Jewish Orthodox Rabbi (1904–1969)

Yona Sztencl (יונה שטנצל, /he/; August 3, 1904 – July 5, 1969) was an Orthodox rabbi who founded the Mishnah Yomis and the Halacha Yomis. He also served as the rabbi of Congregation Bais Hassidim Arlenger in Tel Aviv and was a member of the Chief Rabbinate of Tel Aviv.

==Family background==
Sztencl was born in Sosnowiec, Poland on 3 August 1904 to Rabbi Shlomo and Miriam Baila Zweigenhaft.
Sztencl was born into a rabbinical family. His father Shlomo was a Polish Orthodox Jewish rabbi who served as Chief Rabbi of Czeladź, Poland, and Rav, dayan, and rosh yeshiva of Sosnowiec, Poland.
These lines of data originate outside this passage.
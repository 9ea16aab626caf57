//! Per-generation routing state
//!
//! Everything here is owned by one worker generation and discarded with it:
//! pending calls, active turns, and the three lookup tables that route
//! notifications back to turns.

use super::join::{CompletionJoin, JoinStep};
use super::turn::{TurnEvent, TurnOutcome};
use crate::error::Result;
use serde_json::{Value, json};
use std::collections::HashMap;
use std::sync::Arc;
use tokio::sync::{OwnedSemaphorePermit, mpsc, oneshot};
use tokio::task::JoinHandle;
use tracing::trace;
use workergate_protocol::{BackendEvent, CorrelationKeys, TokenUsage};
use workergate_transport::{ErrorCode, TransportError, WorkerChannel};

/// Local turn identifier
pub(crate) type TurnKey = u64;

/// An in-flight RPC awaiting its response
pub(crate) struct PendingCall {
    pub method: String,
    pub owner: Option<TurnKey>,
    pub reply: oneshot::Sender<Result<Value>>,
}

impl PendingCall {
    pub fn reject(self, err: TransportError) {
        let _ = self.reply.send(Err(err));
    }
}

/// What routing an event into a turn requires next
#[derive(Debug, PartialEq)]
pub(crate) enum SlotStep {
    Continue,
    StartGrace(u64),
    Complete,
    Fail(TransportError),
}

/// Server-side state of one active turn
pub(crate) struct TurnSlot {
    pub request_id: String,
    pub client_conversation_id: String,
    pub conversation_id: Option<String>,
    pub subscription_id: Option<String>,
    events: mpsc::UnboundedSender<TurnEvent>,
    text: String,
    final_message: Option<String>,
    result: Option<Value>,
    usage: TokenUsage,
    finish_reason: Option<String>,
    join: CompletionJoin,
    grace_epoch: u64,
    _permit: OwnedSemaphorePermit,
}

impl TurnSlot {
    pub fn new(
        request_id: String,
        client_conversation_id: String,
        conversation_id: Option<String>,
        events: mpsc::UnboundedSender<TurnEvent>,
        permit: OwnedSemaphorePermit,
    ) -> Self {
        Self {
            request_id,
            client_conversation_id,
            conversation_id,
            subscription_id: None,
            events,
            text: String::new(),
            final_message: None,
            result: None,
            usage: TokenUsage::default(),
            finish_reason: None,
            join: CompletionJoin::new(),
            grace_epoch: 0,
            _permit: permit,
        }
    }

    pub fn emit(&self, event: TurnEvent) {
        // The handle may already be gone
        let _ = self.events.send(event);
    }

    /// Fold an event into the turn and forward it to the mailbox
    pub fn apply(&mut self, event: BackendEvent) -> SlotStep {
        let mut step = JoinStep::Waiting;
        match &event {
            BackendEvent::TextDelta(delta) => self.text.push_str(delta),
            BackendEvent::Message(message) => {
                self.final_message = Some(message.clone());
                step = self.join.message();
            }
            BackendEvent::Usage(usage) => self.usage.merge(*usage),
            BackendEvent::TurnComplete {
                finish_reason,
                result,
            } => {
                self.result = Some(result.clone());
                if finish_reason.is_some() {
                    self.finish_reason = finish_reason.clone();
                }
                step = self.join.result();
            }
            BackendEvent::Error { message, code } => {
                let message = if message.is_empty() {
                    "worker reported an error".to_string()
                } else {
                    message.clone()
                };
                return SlotStep::Fail(
                    TransportError::worker_error(message).with_details(json!({ "code": code })),
                );
            }
            BackendEvent::Other(kind) => {
                trace!(request_id = %self.request_id, kind = %kind, "ignoring backend event");
                return SlotStep::Continue;
            }
            BackendEvent::ToolCallDelta(_)
            | BackendEvent::ToolCallMessage(_)
            | BackendEvent::FunctionCall { .. }
            | BackendEvent::ContentFiltered => {}
        }

        self.emit(TurnEvent::Backend(event));
        match step {
            JoinStep::Waiting => SlotStep::Continue,
            JoinStep::StartGrace => {
                self.grace_epoch += 1;
                SlotStep::StartGrace(self.grace_epoch)
            }
            JoinStep::Complete => SlotStep::Complete,
        }
    }

    /// Whether the grace timer tagged `epoch` completes the turn
    pub fn grace_completes(&self, epoch: u64) -> bool {
        self.grace_epoch == epoch && self.join.grace_elapsed() == JoinStep::Complete
    }

    pub fn outcome(&self) -> TurnOutcome {
        TurnOutcome {
            request_id: self.request_id.clone(),
            conversation_id: self.conversation_id.clone(),
            text: self.text.clone(),
            final_message: self.final_message.clone(),
            result: self.result.clone(),
            usage: self.usage,
            finish_reason: self.finish_reason.clone(),
        }
    }
}

/// State owned by one worker generation
pub(crate) struct Generation {
    pub id: u64,
    pub channel: Arc<WorkerChannel>,
    pub handshake: Option<Value>,
    pub pending: HashMap<u32, PendingCall>,
    pub turns: HashMap<TurnKey, TurnSlot>,
    by_request: HashMap<String, TurnKey>,
    by_client_conversation: HashMap<String, TurnKey>,
    by_conversation: HashMap<String, TurnKey>,
    pub reader: Option<JoinHandle<()>>,
}

impl Generation {
    pub fn new(id: u64, channel: Arc<WorkerChannel>) -> Self {
        Self {
            id,
            channel,
            handshake: None,
            pending: HashMap::new(),
            turns: HashMap::new(),
            by_request: HashMap::new(),
            by_client_conversation: HashMap::new(),
            by_conversation: HashMap::new(),
            reader: None,
        }
    }

    /// Add a turn under its request id, client conversation id, and
    /// conversation id when already known
    pub fn register(&mut self, key: TurnKey, slot: TurnSlot) -> Result<()> {
        if self.by_request.contains_key(&slot.request_id) {
            return Err(TransportError::new(
                ErrorCode::Other,
                format!("request id {} is already active", slot.request_id),
            ));
        }
        if let Some(conversation) = &slot.conversation_id
            && self.by_conversation.contains_key(conversation)
        {
            return Err(conversation_busy(conversation));
        }

        self.by_request.insert(slot.request_id.clone(), key);
        self.by_client_conversation
            .insert(slot.client_conversation_id.clone(), key);
        if let Some(conversation) = &slot.conversation_id {
            self.by_conversation.insert(conversation.clone(), key);
        }
        self.turns.insert(key, slot);
        Ok(())
    }

    /// Bind a worker-assigned conversation id to a turn
    pub fn bind_conversation(&mut self, key: TurnKey, conversation_id: &str) -> Result<()> {
        if self
            .by_conversation
            .get(conversation_id)
            .is_some_and(|&other| other != key)
        {
            return Err(conversation_busy(conversation_id));
        }
        let slot = self
            .turns
            .get_mut(&key)
            .ok_or_else(|| TransportError::aborted("turn is no longer active"))?;
        slot.conversation_id = Some(conversation_id.to_string());
        self.by_conversation.insert(conversation_id.to_string(), key);
        Ok(())
    }

    /// Find the turn a notification belongs to
    ///
    /// Conversation id first (worker-assigned, then client-side), then request
    /// id. When nothing matches and the notification names no conversation,
    /// a single active turn takes it.
    pub fn resolve(&self, keys: &CorrelationKeys) -> Option<TurnKey> {
        if let Some(conversation) = &keys.conversation_id
            && let Some(&key) = self
                .by_conversation
                .get(conversation)
                .or_else(|| self.by_client_conversation.get(conversation))
        {
            return Some(key);
        }
        if let Some(request) = &keys.request_id
            && let Some(&key) = self.by_request.get(request)
        {
            return Some(key);
        }
        if keys.conversation_id.is_none() && self.turns.len() == 1 {
            return self.turns.keys().next().copied();
        }
        None
    }

    /// Remove a turn from every table
    pub fn remove_turn(&mut self, key: TurnKey) -> Option<TurnSlot> {
        let slot = self.turns.remove(&key)?;
        remove_if(&mut self.by_request, &slot.request_id, key);
        remove_if(
            &mut self.by_client_conversation,
            &slot.client_conversation_id,
            key,
        );
        if let Some(conversation) = &slot.conversation_id {
            remove_if(&mut self.by_conversation, conversation, key);
        }
        Some(slot)
    }

    /// Remove pending calls issued on behalf of a turn
    pub fn take_owned_calls(&mut self, key: TurnKey) -> Vec<PendingCall> {
        let ids: Vec<u32> = self
            .pending
            .iter()
            .filter(|(_, call)| call.owner == Some(key))
            .map(|(&id, _)| id)
            .collect();
        ids.into_iter()
            .filter_map(|id| self.pending.remove(&id))
            .collect()
    }

    /// Take every pending call and turn
    pub fn drain(&mut self) -> (Vec<PendingCall>, Vec<TurnSlot>) {
        self.by_request.clear();
        self.by_client_conversation.clear();
        self.by_conversation.clear();
        (
            self.pending.drain().map(|(_, call)| call).collect(),
            self.turns.drain().map(|(_, slot)| slot).collect(),
        )
    }
}

fn remove_if(map: &mut HashMap<String, TurnKey>, name: &str, key: TurnKey) {
    if map.get(name) == Some(&key) {
        map.remove(name);
    }
}

fn conversation_busy(conversation: &str) -> TransportError {
    TransportError::new(
        ErrorCode::WorkerBusy,
        format!("conversation {conversation} already has an active turn"),
    )
}
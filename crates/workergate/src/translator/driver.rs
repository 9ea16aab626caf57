//! Stream driver
//!
//! Pumps one turn's mailbox through a [`StreamTranslator`] on a background
//! task and hands the encoded SSE frames to the caller as a byte stream.

use super::sse::SseFrame;
use super::stream::{StreamAction, StreamOptions, StreamTranslator};
use crate::rpc::{TurnEvent, TurnHandle};
use bytes::Bytes;
use std::pin::Pin;
use tokio::sync::mpsc;
use tokio::time::{Instant, Interval, Sleep};
use tokio_stream::wrappers::ReceiverStream;
use tracing::debug;
use workergate_transport::{ErrorCode, TransportError};

/// Encoded SSE frames of one completion
pub type SseStream = ReceiverStream<Bytes>;

const FRAME_BUFFER: usize = 32;

/// Stream a turn as `chat.completion.chunk` frames
///
/// The stream always ends with `data: [DONE]` unless the receiver is dropped
/// first, which cancels the turn.
pub fn stream_chat_completion(turn: TurnHandle, options: StreamOptions) -> SseStream {
    let (tx, rx) = mpsc::channel(FRAME_BUFFER);
    tokio::spawn(drive(turn, options, tx));
    ReceiverStream::new(rx)
}

async fn drive(mut turn: TurnHandle, options: StreamOptions, tx: mpsc::Sender<Bytes>) {
    let mut translator = StreamTranslator::new(&options);
    let idle_timeout = options.config.idle_timeout;

    if !send_all(&tx, translator.start()).await {
        turn.cancel();
        return;
    }

    let idle = tokio::time::sleep(idle_timeout);
    let deadline = tokio::time::sleep(turn.turn_timeout());
    tokio::pin!(idle, deadline);
    let mut cutoff: Option<Pin<Box<Sleep>>> = None;
    let mut keepalive = options
        .config
        .keepalive_interval
        .map(|period| tokio::time::interval_at(Instant::now() + period, period));

    loop {
        let frames = tokio::select! {
            _ = tx.closed() => {
                debug!(completion_id = %translator.id(), "client went away");
                turn.cancel();
                return;
            }
            event = turn.next_event() => match event {
                Some(TurnEvent::Backend(event)) => {
                    idle.as_mut().reset(Instant::now() + idle_timeout);
                    let step = translator.on_event(event);
                    match step.action {
                        StreamAction::Continue => {}
                        StreamAction::ArmCutoff(grace) => {
                            cutoff = Some(Box::pin(tokio::time::sleep(grace)));
                        }
                        StreamAction::Cut => {
                            turn.abort(TransportError::aborted("stopped after tool block"));
                        }
                    }
                    step.frames
                }
                Some(TurnEvent::End(outcome)) => translator.on_end(&outcome),
                Some(TurnEvent::Failed(err)) => translator.on_error(&err),
                None => translator.on_error(&TransportError::worker_exited(
                    "turn closed without an outcome",
                )),
            },
            _ = &mut idle => {
                let err = TransportError::new(
                    ErrorCode::StreamIdleTimeout,
                    format!("no backend output for {}ms", idle_timeout.as_millis()),
                );
                turn.abort(err.clone());
                translator.on_error(&err)
            }
            _ = &mut deadline => {
                let err = TransportError::new(
                    ErrorCode::TurnTimeout,
                    format!("turn exceeded {}ms", turn.turn_timeout().as_millis()),
                );
                turn.abort(err.clone());
                translator.on_error(&err)
            }
            _ = elapsed(&mut cutoff) => {
                cutoff = None;
                let frames = translator.on_cutoff();
                turn.abort(TransportError::aborted("stopped after tool burst"));
                frames
            }
            _ = tick(&mut keepalive) => translator.keepalive().into_iter().collect(),
        };

        if !send_all(&tx, frames).await {
            turn.cancel();
            return;
        }
        if translator.is_closed() {
            return;
        }
    }
}

async fn send_all(tx: &mpsc::Sender<Bytes>, frames: Vec<SseFrame>) -> bool {
    for frame in frames {
        if tx.send(frame.encode()).await.is_err() {
            return false;
        }
    }
    true
}

async fn elapsed(timer: &mut Option<Pin<Box<Sleep>>>) {
    match timer {
        Some(sleep) => sleep.as_mut().await,
        None => std::future::pending().await,
    }
}

async fn tick(interval: &mut Option<Interval>) {
    match interval {
        Some(interval) => {
            interval.tick().await;
        }
        None => std::future::pending().await,
    }
}
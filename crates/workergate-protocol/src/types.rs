//! Common type definitions used across the protocol
//!
//! Token usage counters and the canonical finish reasons surfaced to clients.

use serde::{Deserialize, Serialize};
use std::fmt;

/// Token usage reported by the worker for one turn
#[derive(Debug, Clone, Copy, Serialize, Deserialize, PartialEq, Eq, Default)]
pub struct TokenUsage {
    /// Number of tokens in the prompt
    #[serde(default)]
    pub prompt_tokens: u32,

    /// Number of tokens generated
    #[serde(default)]
    pub completion_tokens: u32,
}

impl TokenUsage {
    /// Create a new usage structure
    pub fn new(prompt_tokens: u32, completion_tokens: u32) -> Self {
        Self {
            prompt_tokens,
            completion_tokens,
        }
    }

    /// Get total tokens (prompt + completion)
    pub fn total_tokens(&self) -> u32 {
        self.prompt_tokens.saturating_add(self.completion_tokens)
    }

    /// Merge a newer report into this one.
    ///
    /// Workers report running totals, so a non-zero counter replaces the
    /// stored value and a zero counter leaves it untouched.
    pub fn merge(&mut self, other: TokenUsage) {
        if other.prompt_tokens > 0 {
            self.prompt_tokens = other.prompt_tokens;
        }
        if other.completion_tokens > 0 {
            self.completion_tokens = other.completion_tokens;
        }
    }

    /// Whether no tokens were reported at all
    pub fn is_empty(&self) -> bool {
        self.prompt_tokens == 0 && self.completion_tokens == 0
    }
}

/// Canonical finish reason as seen by OpenAI-compatible clients
#[derive(Debug, Clone, Copy, Serialize, Deserialize, PartialEq, Eq, Hash)]
#[serde(rename_all = "snake_case")]
pub enum FinishReason {
    /// Natural end of the assistant message
    Stop,
    /// Output truncated, or the turn ended without a definitive signal
    Length,
    /// The assistant requested one or more tool calls
    ToolCalls,
    /// Output withheld by a content filter
    ContentFilter,
    /// Legacy single function call
    FunctionCall,
}

impl FinishReason {
    /// Normalize a raw worker-supplied reason.
    ///
    /// Returns `None` for strings that have no canonical counterpart.
    pub fn parse(raw: &str) -> Option<Self> {
        match raw.trim().to_ascii_lowercase().as_str() {
            "stop" | "end_turn" | "completed" | "complete" | "stop_sequence" => Some(Self::Stop),
            "length" | "max_tokens" | "max_output_tokens" => Some(Self::Length),
            "tool_calls" | "tool_use" | "tool_call" => Some(Self::ToolCalls),
            "content_filter" | "content_filtered" | "safety" => Some(Self::ContentFilter),
            "function_call" => Some(Self::FunctionCall),
            _ => None,
        }
    }

    /// Wire string for this reason
    pub fn as_str(&self) -> &'static str {
        match self {
            Self::Stop => "stop",
            Self::Length => "length",
            Self::ToolCalls => "tool_calls",
            Self::ContentFilter => "content_filter",
            Self::FunctionCall => "function_call",
        }
    }
}

impl fmt::Display for FinishReason {
    fn fmt(&self, f: &mut fmt::Formatter<'_>) -> fmt::Result {
        f.write_str(self.as_str())
    }
}

#[cfg(test)]
mod tests {
    use super::*;
    use rstest::rstest;

    #[test]
    fn test_usage_total() {
        let usage = TokenUsage::new(100, 50);
        assert_eq!(usage.total_tokens(), 150);
    }

    #[test]
    fn test_usage_merge_keeps_known_counters() {
        let mut usage = TokenUsage::new(12, 0);
        usage.merge(TokenUsage::new(0, 7));
        assert_eq!(usage, TokenUsage::new(12, 7));

        usage.merge(TokenUsage::new(0, 9));
        assert_eq!(usage, TokenUsage::new(12, 9));
    }

    #[rstest]
    #[case("stop", Some(FinishReason::Stop))]
    #[case("end_turn", Some(FinishReason::Stop))]
    #[case("COMPLETED", Some(FinishReason::Stop))]
    #[case("max_tokens", Some(FinishReason::Length))]
    #[case("tool_use", Some(FinishReason::ToolCalls))]
    #[case("content_filter", Some(FinishReason::ContentFilter))]
    #[case("function_call", Some(FinishReason::FunctionCall))]
    #[case("weird_reason", None)]
    #[case("", None)]
    fn test_finish_reason_parse(#[case] raw: &str, #[case] expected: Option<FinishReason>) {
        assert_eq!(FinishReason::parse(raw), expected);
    }

    #[test]
    fn test_finish_reason_serde() {
        let json = serde_json::to_string(&FinishReason::ToolCalls).unwrap();
        assert_eq!(json, "\"tool_calls\"");
        let back: FinishReason = serde_json::from_str("\"content_filter\"").unwrap();
        assert_eq!(back, FinishReason::ContentFilter);
    }
}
He also authored Koheles Shlomo and Beis Shlomo. Sztencl's mother Miriam was the daughter of Rabbi Efraim Mordechai Mottel Zweigenhaft who served as a Posek and Shochet in Sosnowiec.

==Biography==
In his youth Sztencl studied in Kraków, Poland. His study partner, Moshe Mordechai Biderman would later become Grand Rabbi of the Lelov dynasty. Thereafter, Sztencel was one of the first students to study in the famed Chachmei Lublin Yeshiva. In 1932, Sztencl married Sheva Fiszel, the daughter of a businessman in Sosnowiec. In 1935, Sztencl immigrated to Palestine and settled in Tel Aviv where, in addition to serving as the Rabbi of a local synagogue named "Bais Chassidim - Erlanger", he was appointed as a member of the Chief Rabbinate of Tel Aviv. Initially his duties involved overseeing the Kashrut in Tel Aviv, a position which he held jointly with Grand Rabbi Shemuel Eliyahu Taub of the Modzitz dynasty. Thereafter, Sztencl was appointed as the sole authority in Sabbath enforcement. After most of his family was murdered in the Holocaust, Sztencl created the Mishnah Yomis and the Halacha Yomis as a spiritual merit for the millions of victims of the Holocaust. These programs received overwhelming support from many Rabbinical authorities of the time, among them, Rabbi Isser Zalman Meltzer, Rabbi Moshe Feinstein, Rabbi Avraham Mordechai Alter and Rabbi Menachem Mendel Schneerson.